* **Data entries**
/*!
 * Software Prefetching Utilities
 * Hint CPU to load data before it's needed
 */

use super::toolchain::{ActiveToolchain, Toolchain};
use crate::core::limits::{CACHE_LINE_SIZE, DEFAULT_PREFETCH_DISTANCE};

/// Whether this target has a prefetch instruction we can emit
pub(crate) const ARCH_PREFETCH: bool = cfg!(any(
    target_arch = "x86_64",
    all(target_arch = "x86", target_feature = "sse"),
    target_arch = "aarch64"
));

/// Intended use of the prefetched line
#[derive(Debug, Clone, Copy, PartialEq, Eq, Hash)]
pub enum Access {
    Read,
    /// Fetch in exclusive state, ready for modification
    Write,
}

/// Cache level the line should land in
#[derive(Debug, Clone, Copy, PartialEq, Eq, Hash)]
pub enum Locality {
    L1,
    L2,
    L3,
    /// Touched once; avoid polluting the cache hierarchy
    NonTemporal,
}

/// Issue the hardware prefetch for `ptr`
///
/// Prefetch instructions never fault, so any address is accepted, including
/// null, dangling and one-past-the-end pointers.
#[inline(always)]
pub(crate) fn arch_prefetch(ptr: *const u8, access: Access, locality: Locality) {
    #[cfg(any(target_arch = "x86_64", all(target_arch = "x86", target_feature = "sse")))]
    unsafe {
        #[cfg(target_arch = "x86")]
        use std::arch::x86::*;
        #[cfg(target_arch = "x86_64")]
        use std::arch::x86_64::*;

        let p = ptr as *const i8;
        match (access, locality) {
            (_, Locality::NonTemporal) => _mm_prefetch::<_MM_HINT_NTA>(p),
            (Access::Read, Locality::L1) => _mm_prefetch::<_MM_HINT_T0>(p),
            (Access::Read, Locality::L2) => _mm_prefetch::<_MM_HINT_T1>(p),
            (Access::Read, Locality::L3) => _mm_prefetch::<_MM_HINT_T2>(p),
            (Access::Write, Locality::L1) => _mm_prefetch::<_MM_HINT_ET0>(p),
            (Access::Write, _) => _mm_prefetch::<_MM_HINT_ET1>(p),
        }
    }

    #[cfg(target_arch = "aarch64")]
    unsafe {
        use std::arch::asm;

        // PRFM is a hint; it does not fault on unmapped addresses
        match (access, locality) {
            (Access::Read, Locality::L1) => {
                asm!("prfm pldl1keep, [{p}]", p = in(reg) ptr, options(nostack, preserves_flags, readonly))
            }
            (Access::Read, Locality::L2) => {
                asm!("prfm pldl2keep, [{p}]", p = in(reg) ptr, options(nostack, preserves_flags, readonly))
            }
            (Access::Read, Locality::L3) => {
                asm!("prfm pldl3keep, [{p}]", p = in(reg) ptr, options(nostack, preserves_flags, readonly))
            }
            (Access::Read, Locality::NonTemporal) => {
                asm!("prfm pldl1strm, [{p}]", p = in(reg) ptr, options(nostack, preserves_flags, readonly))
            }
            (Access::Write, Locality::L1) => {
                asm!("prfm pstl1keep, [{p}]", p = in(reg) ptr, options(nostack, preserves_flags, readonly))
            }
            (Access::Write, Locality::L2) => {
                asm!("prfm pstl2keep, [{p}]", p = in(reg) ptr, options(nostack, preserves_flags, readonly))
            }
            (Access::Write, Locality::L3) => {
                asm!("prfm pstl3keep, [{p}]", p = in(reg) ptr, options(nostack, preserves_flags, readonly))
            }
            (Access::Write, Locality::NonTemporal) => {
                asm!("prfm pstl1strm, [{p}]", p = in(reg) ptr, options(nostack, preserves_flags, readonly))
            }
        }
    }

    #[cfg(not(any(
        target_arch = "x86_64",
        all(target_arch = "x86", target_feature = "sse"),
        target_arch = "aarch64"
    )))]
    {
        // No-op on other architectures
        let _ = (ptr, access, locality);
    }
}

/// Prefetch data for reading into L1 cache
///
/// # Performance
///
/// - **Best for**: Sequential access patterns with a predictable next element
/// - **No effect** on program semantics; the address is never dereferenced
///
/// # Safety
///
/// This is always safe - prefetch is a hint that can be ignored.
/// Invalid pointers are silently ignored by hardware.
///
/// # Example
///
/// ```
/// use perf_hints::prefetch;
///
/// let data = [1, 2, 3];
/// // One past the end is the usual idiom in a scan loop
/// prefetch(data.as_ptr().wrapping_add(data.len()));
/// ```
#[inline(always)]
pub fn prefetch<T>(ptr: *const T) {
    prefetch_with(ptr, Access::Read, Locality::L1);
}

/// Prefetch with an explicit access kind and target cache level
#[inline(always)]
pub fn prefetch_with<T>(ptr: *const T, access: Access, locality: Locality) {
    ActiveToolchain::prefetch(ptr.cast::<u8>(), access, locality);
}

/// Prefetch data for reading (temporal locality)
#[inline(always)]
pub fn prefetch_read<T>(ptr: *const T) {
    prefetch_with(ptr, Access::Read, Locality::L1);
}

/// Prefetch data for writing (prepare for modification)
#[inline(always)]
pub fn prefetch_write<T>(ptr: *const T) {
    prefetch_with(ptr, Access::Write, Locality::L1);
}

/// Prefetch the element `distance` slots after `index`
///
/// The target may lie past the end of `slice`; the address is computed with
/// wrapping arithmetic and never read.
#[inline(always)]
pub fn prefetch_slice_ahead<T>(slice: &[T], index: usize, distance: usize) {
    prefetch(slice.as_ptr().wrapping_add(index.saturating_add(distance)));
}

/// Prefetch every cache line covered by `data`
///
/// A slice that starts mid-line still gets its first and last lines.
#[inline]
pub fn prefetch_range<T>(data: &[T]) {
    let base = data.as_ptr().cast::<u8>();
    let addr = base as usize;
    let first_line = base.wrapping_sub(addr % CACHE_LINE_SIZE);

    for offset in line_offsets(addr, std::mem::size_of_val(data)) {
        prefetch(first_line.wrapping_add(offset));
    }
}

/// Offsets from the line containing `addr` of each line `[addr, addr + bytes)` touches
#[inline]
fn line_offsets(addr: usize, bytes: usize) -> std::iter::StepBy<std::ops::Range<usize>> {
    let span = if bytes == 0 {
        0
    } else {
        (addr % CACHE_LINE_SIZE).saturating_add(bytes)
    };
    (0..span).step_by(CACHE_LINE_SIZE)
}

/// Slice iterator that prefetches a fixed distance ahead of the cursor
///
/// # Example
///
/// ```
/// use perf_hints::PrefetchExt;
///
/// let data = vec![1, 2, 3, 4];
/// let total: i32 = data.with_prefetch(2).sum();
/// assert_eq!(total, 10);
/// ```
#[derive(Debug, Clone)]
pub struct PrefetchIter<'a, T> {
    slice: &'a [T],
    index: usize,
    distance: usize,
}

impl<'a, T> PrefetchIter<'a, T> {
    /// Iterate `slice`, prefetching `distance` elements ahead of the cursor
    pub fn new(slice: &'a [T], distance: usize) -> Self {
        Self {
            slice,
            index: 0,
            distance,
        }
    }

    /// How far ahead of the cursor lines are requested
    pub fn distance(&self) -> usize {
        self.distance
    }
}

impl<'a, T> Iterator for PrefetchIter<'a, T> {
    type Item = &'a T;

    #[inline]
    fn next(&mut self) -> Option<Self::Item> {
        let item = self.slice.get(self.index)?;
        prefetch_slice_ahead(self.slice, self.index, self.distance);
        self.index += 1;
        Some(item)
    }

    #[inline]
    fn size_hint(&self) -> (usize, Option<usize>) {
        let remaining = self.slice.len() - self.index;
        (remaining, Some(remaining))
    }
}

impl<T> ExactSizeIterator for PrefetchIter<'_, T> {}

impl<T> std::iter::FusedIterator for PrefetchIter<'_, T> {}

/// Extension trait for slices to enable prefetching iteration
pub trait PrefetchExt<T> {
    /// Iterate, prefetching `distance` elements ahead (typically 2-8)
    fn with_prefetch(&self, distance: usize) -> PrefetchIter<'_, T>;

    /// Iterate with the default prefetch distance
    fn iter_prefetched(&self) -> PrefetchIter<'_, T> {
        self.with_prefetch(DEFAULT_PREFETCH_DISTANCE)
    }
}

impl<T> PrefetchExt<T> for [T] {
    fn with_prefetch(&self, distance: usize) -> PrefetchIter<'_, T> {
        PrefetchIter::new(self, distance)
    }
}
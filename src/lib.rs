/*!
 * Perf Hints Library
 * Portable compiler performance hints that degrade to no-ops
 *
 * Six hints, each resolved once at build time to either a toolchain construct
 * or a semantically transparent fallback:
 *
 * | Hint | Surface |
 * |---|---|
 * | Forbid inlining | [`forbid_inline!`] |
 * | Force inlining | [`force_inline!`] |
 * | Branch prediction | [`likely`], [`unlikely`], [`branch_hint`] |
 * | Prefetch | [`prefetch`], [`prefetch_with`], [`PrefetchExt`] |
 * | Hot/cold regions | [`hot!`], [`cold!`], [`cold_path`] |
 * | Aliasing restriction | [`Restrict`], [`RestrictMut`], [`restrict_ptr`] |
 *
 * Cargo features select the backend: `nightly` enables core intrinsics and
 * `#[optimize]`, `portable-fallback` turns every hint into a pass-through.
 */

#![cfg_attr(
    feature = "nightly",
    feature(core_intrinsics, optimize_attribute),
    allow(internal_features)
)]

pub mod conformance;
pub mod core;
pub mod monitoring;

// Re-exports
pub use crate::core::errors::{ensure_eq, ConformanceError, ConformanceResult};
pub use crate::core::hints::black_box;
pub use crate::core::optimization::*;
pub use conformance::{BranchOutcome, ConformanceHarness, ConformanceReport};
pub use monitoring::init_tracing;
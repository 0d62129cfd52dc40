/*!
 * Error Types
 * Checked-invariant failures of the conformance harness, with thiserror and miette
 *
 * The hint layer itself has no failure surface; only the harness can report
 * an error, when a hint-annotated computation disagrees with its expected value.
 */

use miette::Diagnostic;
use std::fmt::Debug;
use std::io;
use thiserror::Error;

/// Conformance harness errors
#[derive(Error, Debug, Diagnostic)]
pub enum ConformanceError {
    #[error("Check '{check}' failed: expected {expected}, got {actual}")]
    #[diagnostic(
        code(conformance::invariant_violated),
        help("A hint changed program semantics. Rebuild with --features portable-fallback and compare.")
    )]
    InvariantViolated {
        check: &'static str,
        expected: String,
        actual: String,
    },

    #[error("Failed to write trace output: {0}")]
    #[diagnostic(
        code(conformance::output),
        help("Standard output may be closed. Check the pipe the harness writes to.")
    )]
    Output(#[from] io::Error),
}

/// Result type for conformance operations
pub type ConformanceResult<T> = Result<T, ConformanceError>;

/// Fail with [`ConformanceError::InvariantViolated`] unless `actual == expected`
pub fn ensure_eq<T>(check: &'static str, expected: T, actual: T) -> ConformanceResult<()>
where
    T: PartialEq + Debug,
{
    if actual == expected {
        return Ok(());
    }

    Err(ConformanceError::InvariantViolated {
        check,
        expected: format!("{expected:?}"),
        actual: format!("{actual:?}"),
    })
}

#[cfg(test)]
mod tests {
    use super::*;

    #[test]
    fn test_ensure_eq_passes() {
        assert!(ensure_eq("sum", 21, 21).is_ok());
        assert!(ensure_eq("list", [1, 2], [1, 2]).is_ok());
    }

    #[test]
    fn test_ensure_eq_reports_values() {
        let err = ensure_eq("sum", 21, 20).unwrap_err();
        match &err {
            ConformanceError::InvariantViolated {
                check,
                expected,
                actual,
            } => {
                assert_eq!(*check, "sum");
                assert_eq!(expected, "21");
                assert_eq!(actual, "20");
            }
            other => panic!("unexpected error: {other:?}"),
        }
        assert_eq!(err.to_string(), "Check 'sum' failed: expected 21, got 20");
    }

    #[test]
    fn test_io_error_converts() {
        let err: ConformanceError = io::Error::new(io::ErrorKind::BrokenPipe, "closed").into();
        assert!(matches!(err, ConformanceError::Output(_)));
        assert_eq!(
            err.code().map(|c| c.to_string()),
            Some("conformance::output".to_string())
        );
    }
}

* **TASK**
Where a line of the entries contains "other", report that line.

* **ANSWER SECTION**
        // No-op on other architectures
            other => panic!("unexpected error: {other:?}"),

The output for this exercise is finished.